25.03.2020 - Kreise/Thyssenkrupp-Personalabbau dürfte rund 250 Millionen Euro kosten

Die mit den Arbeitnehmern ausgehandelte Restrukturierung in der Stahlsparte von Thyssenkrupp wird nach Angaben informierter Kreise Kosten in der Größenordnung von 250 Millionen Euro verursachen. Die genaue Summe hänge davon ab, ob es gelinge, wie geplant das Grobblechgeschäft in Duisburg-Hüttenheim zu verkaufen oder ob es am Ende geschlossen werden müsse, sagte ein mit den Planungen vertrauter Informant.



In den nächsten sechs Jahren sollen nach der mit der IG Metall ausgehandelten Vereinbarung 3.000 der insgesamt 27.000 Arbeitsplätze bei Thyssenkrupp Steel wegfallen. Betriebsbedingte Kündigungen sind dabei ausgeschlossen. Der Abbau soll mit Hilfe von Transfergesellschaften und Freiwilligenprogrammen erreicht werden, sagte der Informant.



Thyssenkrupp unterzieht sein Stahlgeschäft einer umfassenden Restrukturierung. Viele Anlagen sollen modernisiert werden, einzelne Produktionen sollen zusammengelegt werden, etliche Mitarbeiter werden an anderer Stelle arbeiten müssen. In Bochum etwa wird ein Standort geschlossen. 2.000 Stellen fallen in den nächsten drei Jahren dem Rotstift zum Opfer, anschließend werden durch verbesserte Prozesse noch einmal 1.000 Jobs überflüssig.

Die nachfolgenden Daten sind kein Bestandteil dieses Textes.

use std::sync::{Arc, Mutex, MutexGuard, PoisonError};

use axum::extract::{Query, State};
use axum::http::{header, HeaderMap, StatusCode};
use axum::response::{IntoResponse, Response};
use axum::routing::get;
use axum::{Json, Router};
use serde::Deserialize;
use serde_json::{json, Value};

use crate::store::{HubStore, StoreError};

/// Accept value that opts a request into the paginated response shape.
pub const PAGINATION_MEDIA_TYPE: &str = "application/jupyterhub-pagination+json";
pub const DEFAULT_PAGE_LIMIT: u64 = 50;

pub struct ApiState {
    pub(crate) store: Mutex<HubStore>,
    pub(crate) token: String,
    pub(crate) page_limit: u64,
}

impl ApiState {
    pub(crate) fn store(&self) -> MutexGuard<'_, HubStore> {
        self.store.lock().unwrap_or_else(PoisonError::into_inner)
    }
}

pub(crate) fn router(state: Arc<ApiState>) -> Router {
    Router::new()
        .route("/hub/api", get(info))
        .route("/hub/api/users", get(list_users))
        .with_state(state)
}

async fn info() -> Json<Value> {
    Json(json!({ "version": env!("CARGO_PKG_VERSION") }))
}

#[derive(Debug, Deserialize)]
struct PageQuery {
    offset: Option<u64>,
    limit: Option<u64>,
}

async fn list_users(
    State(state): State<Arc<ApiState>>,
    Query(query): Query<PageQuery>,
    headers: HeaderMap,
) -> Response {
    if !authorized(&headers, &state.token) {
        return (
            StatusCode::FORBIDDEN,
            Json(json!({ "message": "missing or invalid credential" })),
        )
            .into_response();
    }

    let offset = query.offset.unwrap_or(0);
    let limit = query.limit.unwrap_or(state.page_limit);
    let (rows, total) = {
        let store = state.store();
        let total = match store.tenant_count() {
            Ok(total) => total,
            Err(err) => return internal(err),
        };
        let rows = match store.tenants_page(offset, limit) {
            Ok(rows) => rows,
            Err(err) => return internal(err),
        };
        (rows, total)
    };

    let items: Vec<Value> = rows
        .into_iter()
        .map(|tenant| {
            json!({
                "name": tenant.name,
                "session": tenant
                    .session
                    .map(|s| json!({ "ip": s.ip, "port": s.port })),
            })
        })
        .collect();

    if wants_pagination(&headers) {
        let next = if offset.saturating_add(items.len() as u64) < total {
            json!({ "offset": offset.saturating_add(limit), "limit": limit })
        } else {
            Value::Null
        };
        Json(json!({
            "items": items,
            "_pagination": {
                "offset": offset,
                "limit": limit,
                "total": total,
                "next": next,
            },
        }))
        .into_response()
    } else {
        Json(Value::Array(items)).into_response()
    }
}

fn authorized(headers: &HeaderMap, token: &str) -> bool {
    headers
        .get(header::AUTHORIZATION)
        .and_then(|value| value.to_str().ok())
        .map(|value| value == format!("token {token}"))
        .unwrap_or(false)
}

fn wants_pagination(headers: &HeaderMap) -> bool {
    headers
        .get(header::ACCEPT)
        .and_then(|value| value.to_str().ok())
        .map(|value| value.contains(PAGINATION_MEDIA_TYPE))
        .unwrap_or(false)
}

fn internal(err: StoreError) -> Response {
    tracing::error!(error = %err, "tenant listing query failed");
    (
        StatusCode::INTERNAL_SERVER_ERROR,
        Json(json!({ "message": "backing store failure" })),
    )
        .into_response()
}
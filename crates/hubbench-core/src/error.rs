use thiserror::Error;

#[derive(Debug, Clone, PartialEq, Error)]
pub enum ConfigError {
    #[error("requested active count {active} exceeds population {population}")]
    ActiveExceedsPopulation { population: usize, active: usize },
    #[error("active fraction {fraction} is outside [0, 1]")]
    FractionOutOfRange { fraction: f64 },
    #[error("failed to load sweep spec {path}: {message}")]
    SpecFile { path: String, message: String },
}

Insgesamt verspricht sich Thyssenkrupp von allen Maßnahmen eine Ergebnisverbesserung von 600 Millionen Euro. 200 Millionen Euro davon entfallen laut dem Informanten auf Personalmaßnahmen.



In den nächsten Wochen werden viele Stahlarbeiter wohl in Kurzarbeit gehen. Genaue Zahlen stehen noch nicht fest, so ein Insider. Betroffen seien aber vor allem die Downstream-Geschäft mit großer Kundennähe. Thyssenkrupp ist hier direkt von Produktionsunterbrechnungen deutscher Autokonzerne betroffen. "Wir rechnen mit stark ansteigenden Kurzarbeiterzahlen in den nächsten Wochen", sagte der Informant. Auch Kapazitätsanpassungen werde es geben.



Das Ausmaß der Kurzarbeit bei Thyssenkrupp hängt davon ab, wie lange die Autohersteller ihre Werke still stehen lassen.